Time Warner execs Parsons, Falco, and Grant provided some interesting data points about AOL at the Merrill and Goldman conferences this week. In aggregate, the news is negative.
AOL access business still accounts for “majority” of AOL’s pageviews and profit (Parsons, Goldman). This is a strong negative. Why? Because AOL’s access business is declining at better than 50% per year. Some of the costs are variable, but not all. This is more confirmation that AOL’s profits will soon drop–and another data point suggesting that AOL has a reason to lay off thousands of employees (See: AOL Mass Firings: The Bottom Line)…
AOL now has 9 million subscribers (Grant, Merrill). If this round number is close to accurate, it means AOL has lost another 2 million subscribers this quarter (bad news). It also means that AOL’s access revenue will likely shrink to about $550 million this quarter from $690 million in Q2, taking AOL’s profit down with it (see this spreadsheet). We predicted as much two weeks ago, when first analysing AOL’s hypothetical mass layoffs. The “9 million” number suggests that our estimate is in the ballpark.
40% of AOL’s Pageviews come from email (Grant, Merrill). Email is the worst advertising inventory available.
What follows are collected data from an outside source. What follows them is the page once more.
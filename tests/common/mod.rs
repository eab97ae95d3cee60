//! Shared test support: an in-memory object store and a CPU render backend.

#![allow(dead_code)]

use std::collections::{HashMap, HashSet};
use std::sync::atomic::{AtomicUsize, Ordering};
use std::sync::{Arc, Mutex};
use std::time::Duration;

use async_trait::async_trait;
use serde_json::{json, Value};

use zarrmap::error::{EngineError, EngineResult};
use zarrmap::gpu::{ColormapTexture, DrawPass, FrameUniforms, RenderContext, TexturePlane, TileProps};
use zarrmap::pyramid::{ObjectFetch, PyramidStore, StoreVersion};
use zarrmap::view::TileKey;
use zarrmap::{Engine, EngineCallbacks, EngineOptions};

pub const TILE_SIZE: u32 = 8;
pub const MAX_ZOOM: u32 = 2;

/// In-memory object store with per-path fetch counting, injectable
/// failures, and an optional per-fetch delay.
pub struct MemoryFetch {
    objects: Mutex<HashMap<String, Vec<u8>>>,
    counts: Mutex<HashMap<String, usize>>,
    failing_prefixes: Mutex<HashSet<String>>,
    delay: Mutex<Option<Duration>>,
}

impl MemoryFetch {
    pub fn new(objects: HashMap<String, Vec<u8>>) -> Arc<Self> {
        Arc::new(Self {
            objects: Mutex::new(objects),
            counts: Mutex::new(HashMap::new()),
            failing_prefixes: Mutex::new(HashSet::new()),
            delay: Mutex::new(None),
        })
    }

    pub fn fetch_count(&self, path: &str) -> usize {
        self.counts.lock().unwrap().get(path).copied().unwrap_or(0)
    }

    pub fn total_fetches(&self) -> usize {
        self.counts.lock().unwrap().values().sum()
    }

    pub fn fail_prefix(&self, prefix: &str) {
        self.failing_prefixes.lock().unwrap().insert(prefix.to_string());
    }

    pub fn heal_prefix(&self, prefix: &str) {
        self.failing_prefixes.lock().unwrap().remove(prefix);
    }

    pub fn set_delay(&self, delay: Option<Duration>) {
        *self.delay.lock().unwrap() = delay;
    }
}

/// `ObjectFetch` handle over a shared `MemoryFetch`.
pub struct FetchHandle(pub Arc<MemoryFetch>);

#[async_trait]
impl ObjectFetch for FetchHandle {
    async fn fetch(&self, path: &str) -> EngineResult<Vec<u8>> {
        *self
            .0
            .counts
            .lock()
            .unwrap()
            .entry(path.to_string())
            .or_insert(0) += 1;

        let failing = {
            let prefixes = self.0.failing_prefixes.lock().unwrap();
            prefixes.iter().any(|p| path.starts_with(p.as_str()))
        };
        if failing {
            return Err(EngineError::transport(format!("injected failure for {path}")));
        }

        let delay = *self.0.delay.lock().unwrap();
        if let Some(delay) = delay {
            tokio::time::sleep(delay).await;
        }

        self.0
            .objects
            .lock()
            .unwrap()
            .get(path)
            .cloned()
            .ok_or_else(|| EngineError::transport(format!("404 for {path}")))
    }
}

/// A CPU texture plane that records what was written to it.
#[derive(Debug)]
pub struct CpuPlane {
    pub label: String,
    pub size: u32,
    pub data: Mutex<Vec<f32>>,
    pub writes: AtomicUsize,
}

impl TexturePlane for CpuPlane {
    fn write(&self, data: &[f32]) {
        *self.data.lock().unwrap() = data.to_vec();
        self.writes.fetch_add(1, Ordering::SeqCst);
    }

    fn size(&self) -> u32 {
        self.size
    }

    fn as_any(&self) -> &dyn std::any::Any {
        self
    }
}

#[derive(Debug, Default)]
pub struct CpuColormap {
    pub data: Mutex<Vec<[u8; 4]>>,
    pub writes: AtomicUsize,
}

impl ColormapTexture for CpuColormap {
    fn write(&self, rgba: &[[u8; 4]]) {
        *self.data.lock().unwrap() = rgba.to_vec();
        self.writes.fetch_add(1, Ordering::SeqCst);
    }

    fn as_any(&self) -> &dyn std::any::Any {
        self
    }
}

/// CPU render backend that keeps every allocated plane inspectable.
#[derive(Default)]
pub struct CpuRenderContext {
    pub planes: Mutex<Vec<Arc<CpuPlane>>>,
    pub colormaps: Mutex<Vec<Arc<CpuColormap>>>,
}

impl CpuRenderContext {
    pub fn new() -> Arc<Self> {
        Arc::new(Self::default())
    }

    pub fn plane_labels(&self) -> Vec<String> {
        self.planes.lock().unwrap().iter().map(|p| p.label.clone()).collect()
    }
}

impl RenderContext for CpuRenderContext {
    fn create_band_plane(&self, label: &str, size: u32) -> Arc<dyn TexturePlane> {
        let plane = Arc::new(CpuPlane {
            label: label.to_string(),
            size,
            data: Mutex::new(Vec::new()),
            writes: AtomicUsize::new(0),
        });
        self.planes.lock().unwrap().push(Arc::clone(&plane));
        plane
    }

    fn create_colormap(&self, rgba: &[[u8; 4]]) -> Arc<dyn ColormapTexture> {
        let lut = Arc::new(CpuColormap::default());
        lut.write(rgba);
        self.colormaps.lock().unwrap().push(Arc::clone(&lut));
        lut
    }
}

/// One recorded draw call.
#[derive(Debug, Clone, PartialEq, Eq)]
pub struct DrawCall {
    pub key: TileKey,
    pub level: u32,
    pub offset: [i64; 2],
    pub bands: Vec<String>,
}

/// Draw pass that records one entry per submitted call, including the
/// bands the call consumes.
#[derive(Default)]
pub struct CapturePass {
    pub calls: Mutex<Vec<DrawCall>>,
}

impl DrawPass for CapturePass {
    fn draw(
        &self,
        props: &[TileProps],
        _colormap: &Arc<dyn ColormapTexture>,
        _uniforms: &FrameUniforms,
    ) -> EngineResult<()> {
        let mut calls = self.calls.lock().unwrap();
        for p in props {
            calls.push(DrawCall {
                key: p.key,
                level: p.level,
                offset: p.offset,
                bands: p.bands.iter().map(|(name, _)| name.clone()).collect(),
            });
        }
        Ok(())
    }
}

fn f32_bytes(values: &[f32]) -> Vec<u8> {
    values.iter().flat_map(|v| v.to_le_bytes()).collect()
}

/// Deterministic value of a pixel: unique per (level, global x, global y).
pub fn flat_value(level: u32, gx: u32, gy: u32) -> f32 {
    (level * 1_000_000 + gy * 1_000 + gx) as f32
}

/// As `flat_value` with a time plane component.
pub fn timed_value(t: u32, level: u32, gx: u32, gy: u32) -> f32 {
    (t * 4_000_000 + level * 1_000_000 + gy * 1_000 + gx) as f32
}

fn flat_chunk(level: u32, tx: u32, ty: u32) -> Vec<u8> {
    let mut values = Vec::new();
    for j in 0..TILE_SIZE {
        for i in 0..TILE_SIZE {
            values.push(flat_value(level, tx * TILE_SIZE + i, ty * TILE_SIZE + j));
        }
    }
    f32_bytes(&values)
}

fn timed_chunk(t: u32, level: u32, tx: u32, ty: u32) -> Vec<u8> {
    let mut values = Vec::new();
    for j in 0..TILE_SIZE {
        for i in 0..TILE_SIZE {
            values.push(timed_value(t, level, tx * TILE_SIZE + i, ty * TILE_SIZE + j));
        }
    }
    f32_bytes(&values)
}

fn multiscales_attrs() -> Value {
    json!({
        "multiscales": [{
            "datasets": [
                { "path": "0", "pixels_per_tile": TILE_SIZE, "crs": "EPSG:3857" },
                { "path": "1", "pixels_per_tile": TILE_SIZE },
                { "path": "2", "pixels_per_tile": TILE_SIZE }
            ]
        }]
    })
}

/// v2 pyramid of variable `tavg` with dimensions (y, x).
pub fn flat_fixture() -> Arc<MemoryFetch> {
    let mut objects = HashMap::new();
    let mut entries = serde_json::Map::new();
    entries.insert(".zattrs".to_string(), multiscales_attrs());

    for level in 0..=MAX_ZOOM {
        let n = 1u32 << level;
        let side = TILE_SIZE * n;
        entries.insert(
            format!("{level}/tavg/.zarray"),
            json!({
                "shape": [side, side],
                "chunks": [TILE_SIZE, TILE_SIZE],
                "dtype": "<f4",
                "fill_value": -9999.0,
                "compressor": null
            }),
        );
        entries.insert(
            format!("{level}/tavg/.zattrs"),
            json!({ "_ARRAY_DIMENSIONS": ["y", "x"] }),
        );
        for ty in 0..n {
            for tx in 0..n {
                objects.insert(
                    format!("{level}/tavg/{ty}.{tx}"),
                    flat_chunk(level, tx, ty),
                );
            }
        }
    }

    objects.insert(
        ".zmetadata".to_string(),
        serde_json::to_vec(&json!({ "metadata": Value::Object(entries) })).unwrap(),
    );
    MemoryFetch::new(objects)
}

/// v2 pyramid of variable `temp` with dimensions (time, y, x) and time
/// coordinates [2020, 2021], one time step per chunk.
pub fn timed_fixture() -> Arc<MemoryFetch> {
    let mut objects = HashMap::new();
    let mut entries = serde_json::Map::new();
    entries.insert(".zattrs".to_string(), multiscales_attrs());

    let time_zarray = json!({
        "shape": [2],
        "chunks": [2],
        "dtype": "<f4",
        "fill_value": null,
        "compressor": null
    });
    let time_zattrs = json!({ "_ARRAY_DIMENSIONS": ["time"] });
    entries.insert("0/time/.zarray".to_string(), time_zarray.clone());
    entries.insert("0/time/.zattrs".to_string(), time_zattrs.clone());
    objects.insert("0/time/.zarray".to_string(), serde_json::to_vec(&time_zarray).unwrap());
    objects.insert("0/time/.zattrs".to_string(), serde_json::to_vec(&time_zattrs).unwrap());
    objects.insert("0/time/0".to_string(), f32_bytes(&[2020.0, 2021.0]));

    for level in 0..=MAX_ZOOM {
        let n = 1u32 << level;
        let side = TILE_SIZE * n;
        entries.insert(
            format!("{level}/temp/.zarray"),
            json!({
                "shape": [2, side, side],
                "chunks": [1, TILE_SIZE, TILE_SIZE],
                "dtype": "<f4",
                "fill_value": -9999.0,
                "compressor": null
            }),
        );
        entries.insert(
            format!("{level}/temp/.zattrs"),
            json!({ "_ARRAY_DIMENSIONS": ["time", "y", "x"] }),
        );
        for t in 0..2u32 {
            for ty in 0..n {
                for tx in 0..n {
                    objects.insert(
                        format!("{level}/temp/{t}.{ty}.{tx}"),
                        timed_chunk(t, level, tx, ty),
                    );
                }
            }
        }
    }

    objects.insert(
        ".zmetadata".to_string(),
        serde_json::to_vec(&json!({ "metadata": Value::Object(entries) })).unwrap(),
    );
    MemoryFetch::new(objects)
}

pub fn store_for(fetch: &Arc<MemoryFetch>, version: StoreVersion) -> Arc<PyramidStore> {
    Arc::new(PyramidStore::new(
        Box::new(FetchHandle(Arc::clone(fetch))),
        version,
    ))
}

/// Engine over a fixture with the CPU backend and default options.
pub async fn engine_over(
    fetch: &Arc<MemoryFetch>,
    variable: &str,
    configure: impl FnOnce(&mut EngineOptions),
) -> (Engine, Arc<CpuRenderContext>) {
    let render = CpuRenderContext::new();
    let mut options = EngineOptions {
        variable: variable.to_string(),
        ..Default::default()
    };
    configure(&mut options);
    let engine = Engine::new(
        options,
        store_for(fetch, StoreVersion::V2),
        render.clone() as Arc<dyn RenderContext>,
        EngineCallbacks::default(),
    )
    .await
    .expect("engine construction");
    (engine, render)
}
If AOL’s network strategy is successful, it will likely modestly increase the yield on such inventory, but the fact that it accounts for such a high percentage of pageviews is not good news. AOL’s newly retooled email system still lags far behind the competition in functionality.
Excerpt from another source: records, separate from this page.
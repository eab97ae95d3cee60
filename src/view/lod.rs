//! Level-of-detail fallback: when an active tile's buffers are not ready,
//! pick the best resident ancestor or descendants to stand in, and adjust
//! render offsets so substitutes land at the right screen position.

use crate::view::resolver::RenderOffset;
use crate::view::TileKey;

/// Substitute keys to render in place of `target`.
///
/// Ancestors win outright; otherwise the descendant level with strictly
/// greatest buffer coverage wins; otherwise the target itself is rendered
/// (an empty buffer draws nothing once fill values are discarded).
pub fn keys_to_render<F>(target: TileKey, max_zoom: u32, is_populated: F) -> Vec<TileKey>
where
    F: Fn(TileKey) -> bool,
{
    if is_populated(target) {
        return vec![target];
    }

    let mut ancestor = target.parent();
    while let Some(key) = ancestor {
        if is_populated(key) {
            return vec![key];
        }
        ancestor = key.parent();
    }

    let mut best_coverage = 0.0f64;
    let mut best_keys: Option<Vec<TileKey>> = None;
    for level in target.z + 1..=max_zoom {
        let delta = level - target.z;
        let base_x = target.x << delta;
        let base_y = target.y << delta;
        let mut keys = Vec::new();
        let mut populated = 0usize;
        for dx in 0..=delta {
            for dy in 0..=delta {
                let key = TileKey::new(base_x + dx, base_y + dy, level);
                if is_populated(key) {
                    populated += 1;
                }
                keys.push(key);
            }
        }
        let coverage = populated as f64 / keys.len() as f64;
        if coverage > best_coverage {
            best_coverage = coverage;
            best_keys = Some(keys);
        }
    }

    best_keys.unwrap_or_else(|| vec![target])
}

/// Any rendered key at a strictly coarser level covering `key`'s pixels.
/// A child is suppressed when a coarser stand-in already spans it.
pub fn overlapping_ancestor(key: TileKey, rendered: &[TileKey]) -> Option<TileKey> {
    rendered.iter().copied().find(|r| key.descends_from(*r))
}

/// Re-express a render offset for a substitute at a different level.
///
/// Coarser substitutes floor-divide the offset; finer substitutes scale it
/// up and add back their residual position under the target.
pub fn adjusted_offset(offset: RenderOffset, rendered: TileKey) -> [i64; 2] {
    if offset.level >= rendered.z {
        let factor = 1i64 << (offset.level - rendered.z);
        [offset.x.div_euclid(factor), offset.y.div_euclid(factor)]
    } else {
        let delta = rendered.z - offset.level;
        let factor = 1i64 << delta;
        let mask = (1u32 << delta) - 1;
        [
            offset.x * factor + (rendered.x & mask) as i64,
            offset.y * factor + (rendered.y & mask) as i64,
        ]
    }
}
AOL plans to sell the access business in 12-18 months (Parsons, Goldman). This is only important because 1) it confirms that AOL considers “access” and “advertising” two separate businesses and 2) analysts should now start viewing the value of the AOL division as “ADVERTISING” plus “CASH.” If the access business continues to decline at the above rate, moreover, the “CASH” piece won’t be worth much. Interestingly, only one day before Parsons said AOL planned to sell the access business, Grant reportedly said AOL had no plans to sell the access business. AOL and Time Warner executives are clearly still having trouble getting their AOL stories straight.